##### Available records

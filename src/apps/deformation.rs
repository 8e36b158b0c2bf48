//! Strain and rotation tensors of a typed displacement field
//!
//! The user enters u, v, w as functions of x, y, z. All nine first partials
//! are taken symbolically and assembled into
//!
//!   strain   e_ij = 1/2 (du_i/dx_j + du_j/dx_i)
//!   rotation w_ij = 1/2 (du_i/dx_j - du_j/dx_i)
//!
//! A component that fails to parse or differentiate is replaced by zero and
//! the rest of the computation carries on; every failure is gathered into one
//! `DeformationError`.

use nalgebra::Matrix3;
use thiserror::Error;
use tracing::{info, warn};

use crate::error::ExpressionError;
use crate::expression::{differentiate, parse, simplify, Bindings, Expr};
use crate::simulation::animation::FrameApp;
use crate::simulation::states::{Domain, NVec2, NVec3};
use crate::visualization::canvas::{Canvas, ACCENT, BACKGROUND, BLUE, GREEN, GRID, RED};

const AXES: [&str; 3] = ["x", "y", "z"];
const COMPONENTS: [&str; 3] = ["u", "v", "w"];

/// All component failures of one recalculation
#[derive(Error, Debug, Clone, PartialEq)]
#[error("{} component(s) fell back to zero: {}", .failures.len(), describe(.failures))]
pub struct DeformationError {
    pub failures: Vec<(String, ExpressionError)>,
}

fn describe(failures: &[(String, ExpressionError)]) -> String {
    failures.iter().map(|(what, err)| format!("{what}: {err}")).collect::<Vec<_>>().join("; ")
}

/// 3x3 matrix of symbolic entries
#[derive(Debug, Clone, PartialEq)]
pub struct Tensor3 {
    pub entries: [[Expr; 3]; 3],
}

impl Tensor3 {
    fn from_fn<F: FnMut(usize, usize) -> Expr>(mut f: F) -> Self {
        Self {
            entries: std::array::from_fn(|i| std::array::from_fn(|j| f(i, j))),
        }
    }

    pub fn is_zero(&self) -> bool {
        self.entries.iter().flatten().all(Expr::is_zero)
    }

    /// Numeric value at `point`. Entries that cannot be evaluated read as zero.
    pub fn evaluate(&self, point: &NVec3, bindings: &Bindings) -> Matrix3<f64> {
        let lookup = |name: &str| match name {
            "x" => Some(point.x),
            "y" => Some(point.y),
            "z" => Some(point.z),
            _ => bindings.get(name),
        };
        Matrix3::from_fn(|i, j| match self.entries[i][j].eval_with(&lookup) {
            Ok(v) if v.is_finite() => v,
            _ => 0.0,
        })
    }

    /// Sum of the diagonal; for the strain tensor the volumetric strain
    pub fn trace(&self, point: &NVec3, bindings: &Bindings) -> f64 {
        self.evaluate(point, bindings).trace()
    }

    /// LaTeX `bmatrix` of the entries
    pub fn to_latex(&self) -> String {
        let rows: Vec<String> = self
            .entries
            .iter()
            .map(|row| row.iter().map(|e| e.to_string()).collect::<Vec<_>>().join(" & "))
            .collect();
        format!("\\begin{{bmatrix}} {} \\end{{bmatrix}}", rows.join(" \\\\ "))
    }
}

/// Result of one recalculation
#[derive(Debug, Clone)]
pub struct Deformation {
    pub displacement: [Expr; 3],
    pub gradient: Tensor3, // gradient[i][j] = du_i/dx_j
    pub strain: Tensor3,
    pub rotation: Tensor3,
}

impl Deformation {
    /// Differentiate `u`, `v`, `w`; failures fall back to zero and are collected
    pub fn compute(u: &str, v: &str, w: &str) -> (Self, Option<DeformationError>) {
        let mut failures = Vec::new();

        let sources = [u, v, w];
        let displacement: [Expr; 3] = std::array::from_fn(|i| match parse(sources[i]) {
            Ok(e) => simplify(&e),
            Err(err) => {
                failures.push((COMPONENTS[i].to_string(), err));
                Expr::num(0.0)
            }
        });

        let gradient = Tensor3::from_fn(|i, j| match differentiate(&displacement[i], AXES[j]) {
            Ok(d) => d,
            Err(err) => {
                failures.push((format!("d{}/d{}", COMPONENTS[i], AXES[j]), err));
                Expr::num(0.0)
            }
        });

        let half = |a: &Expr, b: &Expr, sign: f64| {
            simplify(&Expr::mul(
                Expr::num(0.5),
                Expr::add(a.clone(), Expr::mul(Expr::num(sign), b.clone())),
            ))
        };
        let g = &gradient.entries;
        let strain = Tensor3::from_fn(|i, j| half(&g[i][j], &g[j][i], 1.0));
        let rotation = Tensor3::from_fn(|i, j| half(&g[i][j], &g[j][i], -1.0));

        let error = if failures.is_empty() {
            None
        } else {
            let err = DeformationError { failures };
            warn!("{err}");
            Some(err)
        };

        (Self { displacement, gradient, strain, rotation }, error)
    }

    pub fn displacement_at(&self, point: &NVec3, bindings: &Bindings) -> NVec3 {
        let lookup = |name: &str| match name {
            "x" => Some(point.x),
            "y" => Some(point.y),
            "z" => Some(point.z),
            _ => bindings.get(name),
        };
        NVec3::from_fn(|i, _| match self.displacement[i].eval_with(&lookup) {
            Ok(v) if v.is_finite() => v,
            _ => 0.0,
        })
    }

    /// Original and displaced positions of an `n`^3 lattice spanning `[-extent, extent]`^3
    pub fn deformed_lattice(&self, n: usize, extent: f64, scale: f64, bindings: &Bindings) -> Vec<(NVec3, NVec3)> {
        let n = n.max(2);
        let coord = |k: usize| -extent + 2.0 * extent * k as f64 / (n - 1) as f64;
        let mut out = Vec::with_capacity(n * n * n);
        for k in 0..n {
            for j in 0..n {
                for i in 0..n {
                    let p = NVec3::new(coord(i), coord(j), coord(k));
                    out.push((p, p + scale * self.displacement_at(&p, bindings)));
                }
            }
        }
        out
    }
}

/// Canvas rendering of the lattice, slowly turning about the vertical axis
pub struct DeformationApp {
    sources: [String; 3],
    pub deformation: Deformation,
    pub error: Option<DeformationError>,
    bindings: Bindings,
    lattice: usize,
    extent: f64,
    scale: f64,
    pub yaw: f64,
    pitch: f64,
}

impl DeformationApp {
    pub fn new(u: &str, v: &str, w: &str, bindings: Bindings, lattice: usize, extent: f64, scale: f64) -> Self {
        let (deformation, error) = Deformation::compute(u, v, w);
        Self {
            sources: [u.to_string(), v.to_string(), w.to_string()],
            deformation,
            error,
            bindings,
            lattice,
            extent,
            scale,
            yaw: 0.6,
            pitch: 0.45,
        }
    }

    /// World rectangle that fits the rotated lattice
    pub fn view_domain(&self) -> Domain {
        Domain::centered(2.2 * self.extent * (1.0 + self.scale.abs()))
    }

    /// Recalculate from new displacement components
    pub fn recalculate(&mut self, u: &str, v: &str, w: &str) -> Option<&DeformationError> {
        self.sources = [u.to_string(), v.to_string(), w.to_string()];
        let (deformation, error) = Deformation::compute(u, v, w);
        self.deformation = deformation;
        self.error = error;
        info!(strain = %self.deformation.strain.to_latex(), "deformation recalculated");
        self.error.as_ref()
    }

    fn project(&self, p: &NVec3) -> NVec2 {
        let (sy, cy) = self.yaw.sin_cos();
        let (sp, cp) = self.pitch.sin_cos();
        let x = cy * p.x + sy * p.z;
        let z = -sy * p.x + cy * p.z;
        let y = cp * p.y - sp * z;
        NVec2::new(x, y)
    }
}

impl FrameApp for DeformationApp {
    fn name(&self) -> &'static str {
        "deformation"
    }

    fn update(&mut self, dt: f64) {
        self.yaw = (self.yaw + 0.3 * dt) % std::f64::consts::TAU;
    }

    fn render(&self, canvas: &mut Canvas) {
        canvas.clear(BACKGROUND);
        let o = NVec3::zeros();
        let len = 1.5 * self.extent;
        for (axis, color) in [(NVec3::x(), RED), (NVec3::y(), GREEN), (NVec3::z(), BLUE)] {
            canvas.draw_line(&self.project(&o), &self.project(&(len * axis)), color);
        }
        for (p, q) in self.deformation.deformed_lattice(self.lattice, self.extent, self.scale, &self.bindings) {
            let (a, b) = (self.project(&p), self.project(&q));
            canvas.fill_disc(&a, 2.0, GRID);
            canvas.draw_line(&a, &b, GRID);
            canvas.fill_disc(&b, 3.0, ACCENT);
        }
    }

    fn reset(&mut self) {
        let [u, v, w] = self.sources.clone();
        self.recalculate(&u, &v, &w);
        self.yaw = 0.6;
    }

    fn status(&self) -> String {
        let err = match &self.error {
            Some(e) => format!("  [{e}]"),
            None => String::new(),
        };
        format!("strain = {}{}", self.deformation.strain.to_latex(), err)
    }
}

##########
##### Available records

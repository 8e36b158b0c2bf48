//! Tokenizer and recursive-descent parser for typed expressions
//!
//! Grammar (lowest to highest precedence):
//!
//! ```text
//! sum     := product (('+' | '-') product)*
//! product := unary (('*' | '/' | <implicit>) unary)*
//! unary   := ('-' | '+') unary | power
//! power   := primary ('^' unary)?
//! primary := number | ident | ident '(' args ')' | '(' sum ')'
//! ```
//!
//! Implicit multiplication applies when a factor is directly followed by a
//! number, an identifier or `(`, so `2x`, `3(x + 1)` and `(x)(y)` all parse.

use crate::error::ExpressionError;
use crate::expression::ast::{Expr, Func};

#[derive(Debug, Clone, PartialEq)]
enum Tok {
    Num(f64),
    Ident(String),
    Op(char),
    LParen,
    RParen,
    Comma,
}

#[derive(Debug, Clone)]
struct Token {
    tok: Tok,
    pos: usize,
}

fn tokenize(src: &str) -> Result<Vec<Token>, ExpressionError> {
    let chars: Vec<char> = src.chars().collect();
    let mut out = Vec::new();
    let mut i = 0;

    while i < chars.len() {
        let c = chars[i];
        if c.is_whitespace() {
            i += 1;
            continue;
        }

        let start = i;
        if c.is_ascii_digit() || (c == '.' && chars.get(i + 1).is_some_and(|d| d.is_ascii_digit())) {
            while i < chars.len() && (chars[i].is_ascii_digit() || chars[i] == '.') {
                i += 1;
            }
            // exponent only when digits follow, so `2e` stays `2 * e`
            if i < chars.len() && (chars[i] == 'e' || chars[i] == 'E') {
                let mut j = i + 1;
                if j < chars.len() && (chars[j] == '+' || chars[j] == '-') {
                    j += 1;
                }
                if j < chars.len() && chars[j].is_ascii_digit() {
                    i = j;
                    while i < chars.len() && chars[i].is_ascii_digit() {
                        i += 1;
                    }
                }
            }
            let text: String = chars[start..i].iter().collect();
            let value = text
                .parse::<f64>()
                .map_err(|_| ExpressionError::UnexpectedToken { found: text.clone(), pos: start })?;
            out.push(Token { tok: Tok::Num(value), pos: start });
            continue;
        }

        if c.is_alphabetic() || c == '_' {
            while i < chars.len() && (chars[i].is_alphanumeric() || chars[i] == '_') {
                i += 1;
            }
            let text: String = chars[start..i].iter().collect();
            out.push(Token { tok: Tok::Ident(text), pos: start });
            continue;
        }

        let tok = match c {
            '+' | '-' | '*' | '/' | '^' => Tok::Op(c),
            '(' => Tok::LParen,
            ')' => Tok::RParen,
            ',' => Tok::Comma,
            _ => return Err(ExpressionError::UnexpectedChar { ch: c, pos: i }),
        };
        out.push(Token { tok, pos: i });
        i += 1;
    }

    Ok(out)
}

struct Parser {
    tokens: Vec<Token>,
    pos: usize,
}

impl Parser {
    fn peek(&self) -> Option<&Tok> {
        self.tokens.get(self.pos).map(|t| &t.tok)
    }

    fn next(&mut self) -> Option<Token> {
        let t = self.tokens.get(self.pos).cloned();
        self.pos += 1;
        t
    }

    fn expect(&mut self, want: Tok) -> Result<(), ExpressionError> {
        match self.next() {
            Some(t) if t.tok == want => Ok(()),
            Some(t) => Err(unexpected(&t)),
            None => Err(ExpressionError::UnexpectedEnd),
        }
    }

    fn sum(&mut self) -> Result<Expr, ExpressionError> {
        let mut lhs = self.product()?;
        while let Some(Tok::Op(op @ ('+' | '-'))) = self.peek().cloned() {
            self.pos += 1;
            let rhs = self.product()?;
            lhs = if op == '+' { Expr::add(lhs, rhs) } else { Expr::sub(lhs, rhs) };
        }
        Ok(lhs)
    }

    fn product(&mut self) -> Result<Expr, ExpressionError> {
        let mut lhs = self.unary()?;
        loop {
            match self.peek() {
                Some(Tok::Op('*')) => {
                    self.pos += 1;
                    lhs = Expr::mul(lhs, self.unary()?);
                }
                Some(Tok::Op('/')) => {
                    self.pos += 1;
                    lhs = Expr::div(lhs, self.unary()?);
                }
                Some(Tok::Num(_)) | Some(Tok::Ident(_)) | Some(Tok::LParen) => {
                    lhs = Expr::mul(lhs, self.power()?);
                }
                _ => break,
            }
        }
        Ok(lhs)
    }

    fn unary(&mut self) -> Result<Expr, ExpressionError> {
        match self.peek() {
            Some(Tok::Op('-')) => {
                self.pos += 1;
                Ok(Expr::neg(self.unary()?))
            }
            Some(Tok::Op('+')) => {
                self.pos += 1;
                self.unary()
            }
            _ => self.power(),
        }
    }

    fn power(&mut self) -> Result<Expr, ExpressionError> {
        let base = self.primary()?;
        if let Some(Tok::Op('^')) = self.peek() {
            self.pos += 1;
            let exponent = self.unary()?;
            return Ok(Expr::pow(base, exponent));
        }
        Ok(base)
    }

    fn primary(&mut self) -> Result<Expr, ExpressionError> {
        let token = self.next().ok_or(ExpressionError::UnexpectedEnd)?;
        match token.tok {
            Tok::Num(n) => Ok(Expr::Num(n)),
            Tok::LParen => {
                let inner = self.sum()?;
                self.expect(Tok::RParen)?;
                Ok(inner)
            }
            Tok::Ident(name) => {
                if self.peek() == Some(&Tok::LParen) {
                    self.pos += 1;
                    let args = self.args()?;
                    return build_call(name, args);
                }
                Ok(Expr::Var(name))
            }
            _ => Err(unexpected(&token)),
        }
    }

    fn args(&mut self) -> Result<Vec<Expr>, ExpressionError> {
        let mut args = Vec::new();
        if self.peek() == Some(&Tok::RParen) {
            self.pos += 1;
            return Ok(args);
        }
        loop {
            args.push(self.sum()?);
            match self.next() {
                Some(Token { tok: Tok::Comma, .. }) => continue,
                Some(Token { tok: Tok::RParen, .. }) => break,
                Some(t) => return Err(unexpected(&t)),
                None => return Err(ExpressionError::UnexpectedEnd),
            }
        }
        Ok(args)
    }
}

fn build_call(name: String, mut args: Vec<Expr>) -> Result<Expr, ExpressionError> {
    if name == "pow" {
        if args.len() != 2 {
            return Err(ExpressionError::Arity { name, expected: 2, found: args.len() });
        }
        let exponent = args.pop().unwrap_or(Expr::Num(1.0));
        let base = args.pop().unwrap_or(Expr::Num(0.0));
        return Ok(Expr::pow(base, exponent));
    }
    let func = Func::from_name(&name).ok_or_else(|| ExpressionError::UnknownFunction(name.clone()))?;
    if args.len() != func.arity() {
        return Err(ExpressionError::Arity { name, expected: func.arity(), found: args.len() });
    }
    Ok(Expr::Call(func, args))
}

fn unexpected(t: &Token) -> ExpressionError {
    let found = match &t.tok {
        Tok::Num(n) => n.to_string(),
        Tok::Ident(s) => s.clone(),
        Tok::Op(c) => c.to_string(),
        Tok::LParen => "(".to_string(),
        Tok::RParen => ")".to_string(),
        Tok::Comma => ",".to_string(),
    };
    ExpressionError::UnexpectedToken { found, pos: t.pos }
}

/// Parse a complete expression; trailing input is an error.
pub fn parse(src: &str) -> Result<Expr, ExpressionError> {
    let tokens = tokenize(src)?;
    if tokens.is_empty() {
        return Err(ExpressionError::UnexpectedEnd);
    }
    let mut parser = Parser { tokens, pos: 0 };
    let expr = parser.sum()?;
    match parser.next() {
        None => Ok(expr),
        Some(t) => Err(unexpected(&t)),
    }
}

##########

## Your instructions
Search each line of the data above for "scale", and copy the lines where it occurs.

## Finished exercise
    pub fn deformed_lattice(&self, n: usize, extent: f64, scale: f64, bindings: &Bindings) -> Vec<(NVec3, NVec3)> {
                    out.push((p, p + scale * self.displacement_at(&p, bindings)));
    scale: f64,
    pub fn new(u: &str, v: &str, w: &str, bindings: Bindings, lattice: usize, extent: f64, scale: f64) -> Self {
            scale,
        Domain::centered(2.2 * self.extent * (1.0 + self.scale.abs()))
        for (p, q) in self.deformation.deformed_lattice(self.lattice, self.extent, self.scale, &self.bindings) {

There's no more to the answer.